Siehe Kommentar des VFSN am Ende des Artikels.
Dass Politiker nach ihren ersten 100 Tagen im Amt eine Bilanz vor der Öffentlichkeit ziehen, ist nichts Ungewöhnliches. Dass sie damit gleich ins Fettnäpfchen treten, wohl eher. Passiert ist dies Volkswirtschaftsdirektorin Carmen Walker Späh, als sie am letzten Freitag vor die Medien trat. Dabei hatte die FDP-Politikerin angekündigt, sie wolle den Dialog mit den Fluglärmgegner intensivieren. Denn in der Vergangenheit seien die Bürgerinnen und Bürger oft enttäuscht worden.
Das tat nun aber auch sie. Denn sie erteilte gleichzeitig dem Südstart geradeaus – einem zentralen Anliegen der Gemeinden aus dem Westen, Norden und Osten – eine klare Absage. Zudem forderte sie, dass die Interessen des Kantons Zürich in Bern höher zu gewichten seien als jene der Nachbarkantone.
Fluglärmkritiker sind erschüttert
Priska Seiler, SP-Kantonsrätin und Präsidentin des Dachverbands Fluglärmschutz, sagte zum «Tages-Anzeiger», sie sei erschüttert: «Offensichtlich hat Carmen Walker Späh den Sprung von der Stadtzürcher Kantonsrätin zur Regierungsrätin, die alle Regionen vertreten sollte, noch nicht geschafft.»
Der Bürgerprotest Fluglärm Ost (BFO) stösst ins gleiche Horn und schreibt in seinem Newsletter: «100 Tage und kein bisschen weise». Thomas Hardegger, Präsident des Flughafen-Schutzverbands, findet zudem, dass die Regierungsrätin offensichtlich nicht dossierfest ist, und attestiert ihr nicht nur einen «reinen Stadtblick», sondern sogar einen «reinen Schwamendingen-Blick»: «Sie ignoriert, dass die Nordstarts einigen Zürcher Stadtquartieren viel mehr Lärm bringen als die Südstarts in Schwamendingen.»
«Ihre Äusserungen sind sehr, sehr arrogant»

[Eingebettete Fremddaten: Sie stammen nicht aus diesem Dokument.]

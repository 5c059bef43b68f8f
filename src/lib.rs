//! Box OAuth 2.0 authorization-code strategy: authorize-URL issuance, code exchange, and
//! normalized user profiles behind a pluggable transport.

#![deny(clippy::all, missing_docs, unused_crate_dependencies)]

pub mod config;
pub mod error;
pub mod http;
pub mod oauth;
pub mod obs;
pub mod profile;
pub mod session;
pub mod strategy;
pub mod token;

mod _prelude {
	pub use std::{
		collections::BTreeMap,
		error::Error as StdError,
		fmt::{Debug, Display, Formatter, Result as FmtResult},
		future::Future,
		pin::Pin,
		sync::Arc,
	};

	pub use parking_lot::Mutex;
	#[cfg(feature = "reqwest")]
	pub use reqwest::{Client as ReqwestClient, Error as ReqwestError};
	pub use serde::{Deserialize, Serialize};
	pub use thiserror::Error as ThisError;
	pub use time::{Duration, OffsetDateTime};
	pub use url::Url;

	pub use crate::error::{Error, Result};
}

#[cfg(feature = "reqwest")] pub use reqwest;
pub use url;
#[cfg(test)] use {color_eyre as _, httpmock as _, tokio as _};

Auch im Aargau und im Thurgau sind viele sauer auf Walker Späh. Josef Imhof, der Präsident des Bürgerprotests Fluglärm Hinterthurgau, hält Walker Spähs Gesprächsankündigung für «lächerlich und zynisch». Auch Armin Zimmermann, Co-Präsident der Aargauer Vereinigung für erträglichen Fluglärm, bezeichnet ihre Äusserungen als «sehr, sehr arrogant».
Er frage sich, welche Bevölkerung die Zürcher Regierungsrätin meine, wenn sie von Dialog rede. «Wenn sie gleichzeitig sagt, die umliegenden Kantone hätten weniger Mitspracherecht, dann zeigt das doch, dass sie gar kein Interesse an einem Dialog hat», sagt er zum «Tages-Anzeiger».
20min, 10.09.2015
Kommentar VFSN:
Über das „zentrale Anliegen“ der 137 Gemeinden muss und darf nicht mehr diskutiert werden. Dazu hatte man vor der Fairfluginitiative, die genau dieses „zentrale Anliegen“ enthielt, genug Gelegenheit. Diese „zentrale Anliegen“ wurden an der Urne mit einem historisch hohen NEIN (fast 80%) abgeschmettert, eine schallende Ohrfeige für die Minderheit der notorischen Fluglärmabschieber. Wenn jetzt Frau Walker die Südstarts geradeaus ablehnt, zeigt es nur, dass sie im Gegensatz zu den „erschütterten Fluglärmgegnern“ dossierfest ist. Dass sie die Abstimmungsresultate, Bundesgerichtsentscheide und Gesetze kennt. Und danach handelt. Was soll daran verkehrt sein? Eine verkehrte Welt ist, das die Tamedia Frau Walker Späh angreift und nicht die 137 Gemeinden für ihr zutiefst undemokratischen Verhalten.Ebenfalls selbstverständlich müsste sein, dass der Kanton Zürich, der 96% des Lärms trägt (egal welche Flugregime zur Anwendung kommt), in Bern Vorrang hat. Wieso sollen die Bedürfnisse der Stadt St. Gallen (über 60 km(!!!) vom Flughafen entfernt, kämpft aber in vorderster Front in der Region Ost mit, fast ein viertel der angeblich lärmbetroffenen der Region Ost wohnen in St. Gallen) gleich behandelt werden wie die Bedürfnisse der Stadt Zürich?